**YOUR GOAL:**
Every line of the records that holds the word "namespaces" should be copied out.

Stored data entries:
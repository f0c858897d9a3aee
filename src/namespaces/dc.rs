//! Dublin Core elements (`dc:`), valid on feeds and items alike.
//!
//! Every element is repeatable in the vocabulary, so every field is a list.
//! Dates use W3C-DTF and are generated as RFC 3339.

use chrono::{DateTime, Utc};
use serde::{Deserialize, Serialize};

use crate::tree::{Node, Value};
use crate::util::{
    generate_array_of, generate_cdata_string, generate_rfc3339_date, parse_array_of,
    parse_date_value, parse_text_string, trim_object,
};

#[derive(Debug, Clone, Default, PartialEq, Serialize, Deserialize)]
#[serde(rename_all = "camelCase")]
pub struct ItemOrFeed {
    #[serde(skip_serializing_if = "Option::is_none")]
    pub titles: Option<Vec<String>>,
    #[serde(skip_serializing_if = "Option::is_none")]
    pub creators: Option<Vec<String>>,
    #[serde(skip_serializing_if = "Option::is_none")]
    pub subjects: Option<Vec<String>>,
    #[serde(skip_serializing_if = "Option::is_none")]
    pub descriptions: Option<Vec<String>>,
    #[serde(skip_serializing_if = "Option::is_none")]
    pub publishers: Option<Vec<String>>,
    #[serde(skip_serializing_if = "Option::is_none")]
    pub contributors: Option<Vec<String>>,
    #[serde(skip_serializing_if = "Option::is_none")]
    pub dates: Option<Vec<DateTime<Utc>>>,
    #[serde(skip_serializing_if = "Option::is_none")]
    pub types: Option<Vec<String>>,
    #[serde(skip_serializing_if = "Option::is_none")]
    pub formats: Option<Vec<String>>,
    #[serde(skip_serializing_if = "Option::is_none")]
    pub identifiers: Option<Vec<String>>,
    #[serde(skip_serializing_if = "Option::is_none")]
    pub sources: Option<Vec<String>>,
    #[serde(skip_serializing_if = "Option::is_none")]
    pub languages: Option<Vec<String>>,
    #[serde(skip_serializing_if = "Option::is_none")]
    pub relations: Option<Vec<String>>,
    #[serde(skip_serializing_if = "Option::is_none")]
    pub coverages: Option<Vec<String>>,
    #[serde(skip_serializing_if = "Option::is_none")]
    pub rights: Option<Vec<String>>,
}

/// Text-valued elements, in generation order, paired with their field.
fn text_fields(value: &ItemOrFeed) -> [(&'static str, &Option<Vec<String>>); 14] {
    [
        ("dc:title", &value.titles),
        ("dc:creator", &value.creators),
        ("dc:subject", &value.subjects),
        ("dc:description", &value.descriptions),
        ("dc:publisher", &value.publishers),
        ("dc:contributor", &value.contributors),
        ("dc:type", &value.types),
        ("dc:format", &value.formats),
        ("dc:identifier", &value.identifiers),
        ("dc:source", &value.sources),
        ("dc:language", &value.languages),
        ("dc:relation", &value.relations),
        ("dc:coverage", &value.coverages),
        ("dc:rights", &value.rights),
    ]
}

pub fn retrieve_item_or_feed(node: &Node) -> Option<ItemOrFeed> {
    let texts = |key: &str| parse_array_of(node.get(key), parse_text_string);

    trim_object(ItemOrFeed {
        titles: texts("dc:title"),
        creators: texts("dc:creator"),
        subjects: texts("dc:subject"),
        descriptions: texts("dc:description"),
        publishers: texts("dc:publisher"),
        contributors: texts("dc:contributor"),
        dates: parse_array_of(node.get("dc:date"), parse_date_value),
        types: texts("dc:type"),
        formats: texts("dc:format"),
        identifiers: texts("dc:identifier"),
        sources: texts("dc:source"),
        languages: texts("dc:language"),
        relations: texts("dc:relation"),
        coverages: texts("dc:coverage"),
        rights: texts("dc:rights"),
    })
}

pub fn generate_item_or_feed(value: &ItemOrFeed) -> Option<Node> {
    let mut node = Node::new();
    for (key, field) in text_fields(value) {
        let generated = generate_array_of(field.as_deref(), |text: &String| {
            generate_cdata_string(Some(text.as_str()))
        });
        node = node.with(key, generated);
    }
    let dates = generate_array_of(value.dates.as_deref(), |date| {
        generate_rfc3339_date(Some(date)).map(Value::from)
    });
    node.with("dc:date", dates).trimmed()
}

==

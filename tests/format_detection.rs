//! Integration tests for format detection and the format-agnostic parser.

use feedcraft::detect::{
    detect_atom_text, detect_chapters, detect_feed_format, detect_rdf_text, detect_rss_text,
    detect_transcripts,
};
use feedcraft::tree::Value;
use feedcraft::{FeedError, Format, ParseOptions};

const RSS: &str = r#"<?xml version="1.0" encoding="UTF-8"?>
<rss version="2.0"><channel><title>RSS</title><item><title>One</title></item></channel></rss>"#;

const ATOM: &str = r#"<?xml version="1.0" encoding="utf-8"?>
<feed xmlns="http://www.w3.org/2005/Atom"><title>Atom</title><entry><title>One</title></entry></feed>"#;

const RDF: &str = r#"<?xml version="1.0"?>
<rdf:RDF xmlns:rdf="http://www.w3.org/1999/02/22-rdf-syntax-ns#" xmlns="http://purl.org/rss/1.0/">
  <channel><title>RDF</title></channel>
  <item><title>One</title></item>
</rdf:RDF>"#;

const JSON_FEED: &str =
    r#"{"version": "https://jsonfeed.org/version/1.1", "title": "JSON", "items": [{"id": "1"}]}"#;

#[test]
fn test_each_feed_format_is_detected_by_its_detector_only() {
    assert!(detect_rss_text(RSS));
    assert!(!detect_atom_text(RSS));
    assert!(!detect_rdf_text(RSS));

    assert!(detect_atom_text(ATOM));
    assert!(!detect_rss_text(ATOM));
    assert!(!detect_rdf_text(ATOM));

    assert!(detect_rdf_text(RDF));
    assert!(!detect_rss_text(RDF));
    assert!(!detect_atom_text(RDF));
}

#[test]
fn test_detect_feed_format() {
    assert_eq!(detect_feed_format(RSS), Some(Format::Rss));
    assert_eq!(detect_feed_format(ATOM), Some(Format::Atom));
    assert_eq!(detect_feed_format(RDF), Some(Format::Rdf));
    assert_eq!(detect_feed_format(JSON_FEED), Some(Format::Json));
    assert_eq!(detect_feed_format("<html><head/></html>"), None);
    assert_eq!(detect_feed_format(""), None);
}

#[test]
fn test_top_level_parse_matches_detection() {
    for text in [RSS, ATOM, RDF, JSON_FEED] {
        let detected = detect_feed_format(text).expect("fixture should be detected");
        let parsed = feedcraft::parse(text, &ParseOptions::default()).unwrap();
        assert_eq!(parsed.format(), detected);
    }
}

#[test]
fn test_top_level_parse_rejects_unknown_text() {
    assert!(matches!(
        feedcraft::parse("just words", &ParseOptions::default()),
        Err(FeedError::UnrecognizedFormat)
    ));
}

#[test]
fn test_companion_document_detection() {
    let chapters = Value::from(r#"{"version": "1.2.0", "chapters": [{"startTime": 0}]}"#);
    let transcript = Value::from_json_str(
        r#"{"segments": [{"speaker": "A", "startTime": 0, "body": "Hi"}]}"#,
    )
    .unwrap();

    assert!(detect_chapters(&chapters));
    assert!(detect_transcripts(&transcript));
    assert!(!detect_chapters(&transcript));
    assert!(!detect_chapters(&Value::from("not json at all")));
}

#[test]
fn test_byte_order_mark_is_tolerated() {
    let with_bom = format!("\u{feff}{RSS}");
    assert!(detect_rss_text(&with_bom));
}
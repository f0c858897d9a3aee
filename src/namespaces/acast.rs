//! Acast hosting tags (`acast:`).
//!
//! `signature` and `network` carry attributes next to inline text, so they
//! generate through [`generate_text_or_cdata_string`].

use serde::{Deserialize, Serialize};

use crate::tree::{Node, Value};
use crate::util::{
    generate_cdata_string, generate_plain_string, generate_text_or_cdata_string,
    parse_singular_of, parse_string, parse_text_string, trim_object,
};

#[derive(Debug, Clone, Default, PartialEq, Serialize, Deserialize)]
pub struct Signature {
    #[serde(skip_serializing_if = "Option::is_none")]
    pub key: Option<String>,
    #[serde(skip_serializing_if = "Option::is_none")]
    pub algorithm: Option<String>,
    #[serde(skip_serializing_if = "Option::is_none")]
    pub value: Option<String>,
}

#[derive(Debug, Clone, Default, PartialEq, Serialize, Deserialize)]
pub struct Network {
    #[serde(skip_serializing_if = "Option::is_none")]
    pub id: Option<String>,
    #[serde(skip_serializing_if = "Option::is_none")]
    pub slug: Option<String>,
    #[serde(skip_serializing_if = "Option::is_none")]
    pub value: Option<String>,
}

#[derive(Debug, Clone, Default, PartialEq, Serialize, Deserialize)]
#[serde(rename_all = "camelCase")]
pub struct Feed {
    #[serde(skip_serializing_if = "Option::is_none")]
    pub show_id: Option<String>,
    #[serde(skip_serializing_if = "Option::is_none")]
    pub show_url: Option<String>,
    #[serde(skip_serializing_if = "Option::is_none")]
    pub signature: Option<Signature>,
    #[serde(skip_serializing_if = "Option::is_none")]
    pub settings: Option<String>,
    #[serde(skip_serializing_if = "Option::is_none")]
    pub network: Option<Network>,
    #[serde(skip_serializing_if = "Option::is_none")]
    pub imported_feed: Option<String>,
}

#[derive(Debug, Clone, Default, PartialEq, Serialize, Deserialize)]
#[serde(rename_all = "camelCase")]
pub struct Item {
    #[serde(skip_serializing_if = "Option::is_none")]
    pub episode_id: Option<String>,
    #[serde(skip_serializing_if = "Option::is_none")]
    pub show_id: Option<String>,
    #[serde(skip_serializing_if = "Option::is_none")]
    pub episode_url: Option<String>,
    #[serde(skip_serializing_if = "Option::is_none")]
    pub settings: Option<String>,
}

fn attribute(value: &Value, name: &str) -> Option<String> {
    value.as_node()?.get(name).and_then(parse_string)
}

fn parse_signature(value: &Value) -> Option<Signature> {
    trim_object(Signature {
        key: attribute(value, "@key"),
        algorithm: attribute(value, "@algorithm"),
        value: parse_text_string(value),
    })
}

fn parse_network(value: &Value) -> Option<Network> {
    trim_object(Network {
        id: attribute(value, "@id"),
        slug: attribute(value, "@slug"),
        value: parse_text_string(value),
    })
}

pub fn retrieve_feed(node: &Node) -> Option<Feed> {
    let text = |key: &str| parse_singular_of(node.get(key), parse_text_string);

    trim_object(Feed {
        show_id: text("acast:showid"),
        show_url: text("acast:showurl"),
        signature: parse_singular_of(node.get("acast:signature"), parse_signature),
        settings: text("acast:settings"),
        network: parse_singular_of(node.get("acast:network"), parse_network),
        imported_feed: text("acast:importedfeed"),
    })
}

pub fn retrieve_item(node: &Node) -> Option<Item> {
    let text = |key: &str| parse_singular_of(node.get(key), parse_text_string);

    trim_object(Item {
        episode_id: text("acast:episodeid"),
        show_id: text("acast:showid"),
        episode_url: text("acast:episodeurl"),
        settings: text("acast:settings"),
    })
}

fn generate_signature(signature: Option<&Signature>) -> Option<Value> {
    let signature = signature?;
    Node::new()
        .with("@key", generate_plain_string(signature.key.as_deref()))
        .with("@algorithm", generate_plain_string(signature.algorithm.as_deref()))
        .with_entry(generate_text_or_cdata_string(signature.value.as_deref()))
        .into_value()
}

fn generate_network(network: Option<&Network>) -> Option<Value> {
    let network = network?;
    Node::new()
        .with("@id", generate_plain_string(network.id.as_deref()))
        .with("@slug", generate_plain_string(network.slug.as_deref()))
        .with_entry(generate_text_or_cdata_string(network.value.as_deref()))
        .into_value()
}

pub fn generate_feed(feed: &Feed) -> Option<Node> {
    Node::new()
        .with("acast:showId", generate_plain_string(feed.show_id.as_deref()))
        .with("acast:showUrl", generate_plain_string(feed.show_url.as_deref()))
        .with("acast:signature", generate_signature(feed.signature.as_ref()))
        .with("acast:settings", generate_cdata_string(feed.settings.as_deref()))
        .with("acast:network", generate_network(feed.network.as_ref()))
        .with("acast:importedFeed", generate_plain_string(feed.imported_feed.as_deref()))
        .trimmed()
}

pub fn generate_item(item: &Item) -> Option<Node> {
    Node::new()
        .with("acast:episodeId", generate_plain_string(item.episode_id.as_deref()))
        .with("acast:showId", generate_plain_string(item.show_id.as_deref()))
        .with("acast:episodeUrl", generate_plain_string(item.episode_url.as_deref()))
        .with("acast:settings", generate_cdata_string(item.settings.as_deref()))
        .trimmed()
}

**TASK ANSWER:**
filename src/namespaces/dc.rs
filename src/namespaces/acast.rs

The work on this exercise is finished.